Europa aprueba nuevas directrices sobre la aplicación del RGPD

El pasado mes de diciembre, las autoridades europeas aprobaron varias directrices y cuestiones relacionadas con la aplicación del Reglamento General de Protección de Datos (RGPD UE 2016/679). El denominado Grupo de Trabajo del artículo 29 adoptó una serie de decisiones respeto al RGPD, las cuales tratan, principalmente, sobre el derecho a la portabilidad de datos, la figura del Delegado de Protección de Datos y los criterios de identificación de la “autoridad líder”.

Derecho a la portabilidad de datos 

El artículo 20 del RGPD crea un nuevo derecho a la portabilidad de los datos, derecho que permite a los interesados tener más control sobre los datos personales que le incumben y facilita la transmisión directa de estos de un Responsable de Tratamiento a otro, fomentando la libre competencia y favoreciendo el mercado único digital.

El Grupo de Trabajo elaboró una guía de interpretación del nuevo derecho. Así, se establece que para que se aplique el derecho a la portabilidad deberán darse tres circunstancias:

• Que los datos se traten de forma automatizada en base al consentimiento del interesado.
• Los datos deben incumbir al interesado y haberse facilitado por éste.
• El ejercicio del derecho no debe afectar negativamente los derechos y libertades de terceros.

Además, la directriz establece que los responsables del tratamiento:

• Deben empezar a desarrollar medios para garantizar este derecho.
• Se recomienda que informen sobre este derecho antes que un interesado abandone su cuenta, con el fin que este pueda conservar su información e incluso transmitirla a un nuevo sistema/proveedor.
• Tendrán que garantizar la interoperabilidad de los datos transmitidos e incluir en los paquetes de información todos los metadatos posibles.
• Serán los responsables de la seguridad de los datos en su transmisión.

¿Qué es un Delegado de Protección de Datos? 

Respecto a esta figura, las directrices aclaran algunos conceptos que se recogen en el artículo 37 del RGPD (sobre la designación del Delegado de Protección de Datos). Así, fija que:

• Cuando se habla de “actividad principal” se hace referencia a aquellas operaciones clave para alcanzar los fines del Responsable o Encargado del Tratamiento. Por ejemplo, el tratamiento de datos de salud por parte de los hospitales lo serían, pero no actividades secundarias como el pago de los salarios a los trabajadores.
• Para determinar que se considera un tratamiento a “gran escala” se tendrán en cuenta el número de interesados afectados, el volumen de datos, la duración y el ámbito geográfico del tratamiento.
• El concepto de “observación habitual y sistemática” incluye cualquier forma de monitorización o realización de perfiles en internet.

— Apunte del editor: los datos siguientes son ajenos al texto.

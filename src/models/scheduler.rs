//! Adapted SM-2 (SuperMemo 2) spaced repetition scheduler.
//!
//! Review outcomes come in three grades that map onto the SM-2 quality
//! scale as hard=2, medium=3, easy=5:
//! - Each card has an easiness factor (EF) that adjusts after every
//!   review and never falls below 1.3
//! - A hard answer is a lapse: the interval drops back to 1 day and one
//!   repetition of progress is lost
//! - Medium/easy answers grow the interval: 1 day, then 3 days, then the
//!   previous interval times EF
//!
//! Every function is pure over its inputs; the wall-clock entry points
//! delegate to `_at` variants taking an explicit timestamp, which is
//! what the tests drive.

use serde::Serialize;
use std::time::{SystemTime, UNIX_EPOCH};

use super::{Card, CardStage};

pub const MIN_E_FACTOR: f64 = 1.3;
pub const DEFAULT_E_FACTOR: f64 = 2.5;

/// One day in milliseconds. Intervals are raw wall-clock offsets, not
/// calendar days.
pub const DAY_MS: i64 = 24 * 60 * 60 * 1000;

/// How well a review went. Three coarse grades only; the study screen
/// shows three buttons.
#[derive(Clone, Copy, Debug, PartialEq, Eq)]
pub enum Difficulty {
    Hard,
    Medium,
    Easy,
}

impl Difficulty {
    /// SM-2 quality grade. Quality 4 is intentionally unused: medium maps
    /// straight to the SM-2 passing grade 3.
    pub fn quality(self) -> u8 {
        match self {
            Difficulty::Hard => 2,
            Difficulty::Medium => 3,
            Difficulty::Easy => 5,
        }
    }

    pub fn label(self) -> &'static str {
        match self {
            Difficulty::Hard => "hard",
            Difficulty::Medium => "medium",
            Difficulty::Easy => "easy",
        }
    }

    /// Parses a stored or user-facing label. Unknown labels fall back to
    /// `Medium` so review processing stays total.
    pub fn from_label(label: &str) -> Self {
        match label {
            "hard" => Difficulty::Hard,
            "easy" => Difficulty::Easy,
            _ => Difficulty::Medium,
        }
    }
}

/// Aggregate view of one deck's cards at a single instant.
#[derive(Clone, Debug, Default, PartialEq, Eq, Serialize)]
pub struct StudyStats {
    pub due_count: usize,
    pub new_count: usize,
    pub learning_count: usize,
    pub mastered_count: usize,
    pub total_count: usize,
    pub next_7_days: [usize; 7],
}

/// Current wall-clock time in Unix milliseconds.
pub fn now_millis() -> i64 {
    SystemTime::now()
        .duration_since(UNIX_EPOCH)
        .unwrap_or_default()
        .as_millis() as i64
}

/// Builds a new card that is due immediately. The caller supplies the id;
/// the scheduler never generates identifiers.
pub fn create_card(
    id: String,
    front: String,
    back: String,
    image: Option<String>,
    audio: Option<String>,
) -> Card {
    create_card_at(id, front, back, image, audio, now_millis())
}

pub fn create_card_at(
    id: String,
    front: String,
    back: String,
    image: Option<String>,
    audio: Option<String>,
    now: i64,
) -> Card {
    Card {
        id,
        front,
        back,
        e_factor: DEFAULT_E_FACTOR,
        interval: 0,
        repetitions: 0,
        due_date: now,
        last_reviewed: 0,
        image,
        audio,
    }
}

/// Applies one review outcome and returns the rescheduled card. Content
/// fields are carried over unchanged.
pub fn process_review(card: &Card, difficulty: Difficulty) -> Card {
    process_review_at(card, difficulty, now_millis())
}

pub fn process_review_at(card: &Card, difficulty: Difficulty, now: i64) -> Card {
    let quality = difficulty.quality();
    let q = f64::from(quality);

    // Standard SM-2 easiness update, floored at 1.3.
    let new_e_factor =
        (card.e_factor + (0.1 - (5.0 - q) * (0.08 + (5.0 - q) * 0.02))).max(MIN_E_FACTOR);

    let (repetitions, interval) = if quality < 3 {
        // Lapse: back to a one-day interval, but give up only one step of
        // repetition history rather than resetting to zero.
        (card.repetitions.saturating_sub(1), 1)
    } else {
        let repetitions = card.repetitions + 1;
        let interval = match repetitions {
            1 => 1,
            2 => 3,
            _ => (f64::from(card.interval) * new_e_factor).round() as u32,
        };
        (repetitions, interval)
    };

    Card {
        e_factor: new_e_factor,
        interval,
        repetitions,
        due_date: now + i64::from(interval) * DAY_MS,
        last_reviewed: now,
        ..card.clone()
    }
}

/// Snapshot of the cards whose due date has passed, in input order.
pub fn due_cards(cards: &[Card]) -> Vec<Card> {
    due_cards_at(cards, now_millis())
}

pub fn due_cards_at(cards: &[Card], now: i64) -> Vec<Card> {
    cards
        .iter()
        .filter(|card| card.due_date <= now)
        .cloned()
        .collect()
}

/// Computes deck statistics from a single snapshot of the clock.
pub fn study_stats(cards: &[Card]) -> StudyStats {
    study_stats_at(cards, now_millis())
}

pub fn study_stats_at(cards: &[Card], now: i64) -> StudyStats {
    let mut next_7_days = [0usize; 7];
    for (i, bucket) in next_7_days.iter_mut().enumerate() {
        let target = now + (i as i64 + 1) * DAY_MS;
        // Every bucket shares `now` as its lower bound, so a card due in
        // two days is counted in the 2-day bucket and every later one.
        *bucket = cards
            .iter()
            .filter(|card| card.due_date > now && card.due_date <= target)
            .count();
    }

    StudyStats {
        due_count: cards.iter().filter(|card| card.due_date <= now).count(),
        new_count: cards
            .iter()
            .filter(|card| card.stage() == CardStage::New)
            .count(),
        learning_count: cards
            .iter()
            .filter(|card| card.stage() == CardStage::Learning)
            .count(),
        mastered_count: cards
            .iter()
            .filter(|card| card.stage() == CardStage::Mastered)
            .count(),
        total_count: cards.len(),
        next_7_days,
    }
}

Asimismo, las directrices también establecen que el Delegado pueda operar de forma efectiva tanto a nivel interno de la empresa como a nivel externo frente a los interesados y las Autoridades de Control. Por lo tanto, el Delegado deberá poder expresarse en el idioma que estos utilicen.

El Grupo de Trabajo también establece que, para garantizar la independencia del Delegado, éste no debe recibir instrucciones en relación al ejercicio de su trabajo, ni ser penalizado por ejercer sus funciones, así como tampoco deben existir conflictos de intereses con otras funciones. Finalmente, la directriz establece que no se puede hacer personalmente responsable al Delegado de los incumplimientos del RGPD.

Criterios de identificación de la “autoridad líder” 

En relación a la identificación de la autoridad líder, el documento del Grupo de Trabajo señala que la identificación de esta figura solamente es necesaria cuando se produzca un tratamiento transfronterizo de datos (situación que regula el artículo 4.23 del RGPD).

La guía esclarece que se deberá analizar caso por caso para establecer si “afecta sustancialmente” a más de un Estado miembro y se deberá tener en cuenta el contexto: tipo de datos tratados, si el tratamiento puede provocar daños, limitar el derecho o afectar a la salud o calidad de vida de las personas, etc.

El Reglamento General de Protección de Datos entró en vigor el pasado 25 de mayo de 2016 y será plenamente aplicable el 25 de mayo de 2018.